◆ Stored data:

========================================

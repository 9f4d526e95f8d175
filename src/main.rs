use anyhow::Result;
use std::sync::Arc;
use tracing::info;

use trial_balance_sync::client::{ApiClient, ReqwestTransport};
use trial_balance_sync::clock::{SystemClock, TokioSleeper};
use trial_balance_sync::crypto::StateSigner;
use trial_balance_sync::ledger::PgLedgerWriter;
use trial_balance_sync::oauth::{self, QuickBooksProvider, TokenManager};
use trial_balance_sync::store::FileTokenStore;
use trial_balance_sync::sync::DailySync;
use trial_balance_sync::{api, AppState, Config, SharedState};

#[tokio::main]
async fn main() -> Result<()> {
    // Load .env if present
    let _ = dotenvy::dotenv();

    // Initialize tracing
    tracing_subscriber::fmt()
        .with_env_filter(
            tracing_subscriber::EnvFilter::try_from_default_env()
                .unwrap_or_else(|_| "trial_balance_sync=info,tower_http=info".into()),
        )
        .init();

    // Load config
    let config = Config::from_env()?;
    info!("trial-balance-sync v{}", env!("CARGO_PKG_VERSION"));
    info!("Listening on {}:{}", config.host, config.port);

    // Initialize components
    let clock = Arc::new(SystemClock);
    let signer = StateSigner::new(&config.state_secret)?;
    let store = Arc::new(FileTokenStore::new(config.token_file.clone()));
    let provider = Arc::new(QuickBooksProvider::with_endpoints(
        config.auth_url.clone(),
        config.token_url.clone(),
    ));
    let tokens = Arc::new(TokenManager::new(
        config.oauth_settings(),
        provider,
        store,
        clock.clone(),
        signer,
    ));
    info!(token_file = %config.token_file.display(), "Token store ready ✓");

    let ledger = PgLedgerWriter::connect(&config.database_url, &config.ledger_table).await?;
    info!("Database connected ✓");

    let client = ApiClient::new(
        tokens.clone(),
        Arc::new(ReqwestTransport::new()),
        Arc::new(TokioSleeper),
        config.retry_policy(),
    );
    let sync = DailySync::new(
        client,
        Arc::new(ledger),
        clock,
        config.api_base_url.clone(),
        config.company_id.clone(),
    );

    // Build shared state
    let state: SharedState = Arc::new(AppState {
        config: config.clone(),
        tokens: tokens.clone(),
        sync,
    });

    // Start refresh daemon
    tokio::spawn(oauth::refresh_daemon(
        tokens,
        config.refresh_interval,
        config.refresh_lead,
    ));

    // Build router
    let app = api::router(state);

    // Start server
    let addr = format!("{}:{}", config.host, config.port);
    let listener = tokio::net::TcpListener::bind(&addr).await?;
    info!("Server ready ✓");
    axum::serve(listener, app).await?;

    Ok(())
}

========================================

◆ The problem: Restate each line above word for word.

◆ Answer area:
repository 9f4d526e95f8d175
filename src/main.rs
use anyhow::Result;
use std::sync::Arc;
use tracing::info;

use trial_balance_sync::client::{ApiClient, ReqwestTransport};
use trial_balance_sync::clock::{SystemClock, TokioSleeper};
use trial_balance_sync::crypto::StateSigner;
use trial_balance_sync::ledger::PgLedgerWriter;
use trial_balance_sync::oauth::{self, QuickBooksProvider, TokenManager};
use trial_balance_sync::store::FileTokenStore;
use trial_balance_sync::sync::DailySync;
use trial_balance_sync::{api, AppState, Config, SharedState};

#[tokio::main]
async fn main() -> Result<()> {
    // Load .env if present
    let _ = dotenvy::dotenv();

    // Initialize tracing
    tracing_subscriber::fmt()
        .with_env_filter(
            tracing_subscriber::EnvFilter::try_from_default_env()
                .unwrap_or_else(|_| "trial_balance_sync=info,tower_http=info".into()),
        )
        .init();

    // Load config
    let config = Config::from_env()?;
    info!("trial-balance-sync v{}", env!("CARGO_PKG_VERSION"));
    info!("Listening on {}:{}", config.host, config.port);

    // Initialize components
    let clock = Arc::new(SystemClock);
    let signer = StateSigner::new(&config.state_secret)?;
    let store = Arc::new(FileTokenStore::new(config.token_file.clone()));
    let provider = Arc::new(QuickBooksProvider::with_endpoints(
        config.auth_url.clone(),
        config.token_url.clone(),
    ));
    let tokens = Arc::new(TokenManager::new(
        config.oauth_settings(),
        provider,
        store,
        clock.clone(),
        signer,
    ));
    info!(token_file = %config.token_file.display(), "Token store ready ✓");

    let ledger = PgLedgerWriter::connect(&config.database_url, &config.ledger_table).await?;
    info!("Database connected ✓");

    let client = ApiClient::new(
        tokens.clone(),
        Arc::new(ReqwestTransport::new()),
        Arc::new(TokioSleeper),
        config.retry_policy(),
    );
    let sync = DailySync::new(
        client,
        Arc::new(ledger),
        clock,
        config.api_base_url.clone(),
        config.company_id.clone(),
    );

    // Build shared state
    let state: SharedState = Arc::new(AppState {
        config: config.clone(),
        tokens: tokens.clone(),
        sync,
    });

    // Start refresh daemon
    tokio::spawn(oauth::refresh_daemon(
        tokens,
        config.refresh_interval,
        config.refresh_lead,
    ));

    // Build router
    let app = api::router(state);

    // Start server
    let addr = format!("{}:{}", config.host, config.port);
    let listener = tokio::net::TcpListener::bind(&addr).await?;
    info!("Server ready ✓");
    axum::serve(listener, app).await?;

    Ok(())
}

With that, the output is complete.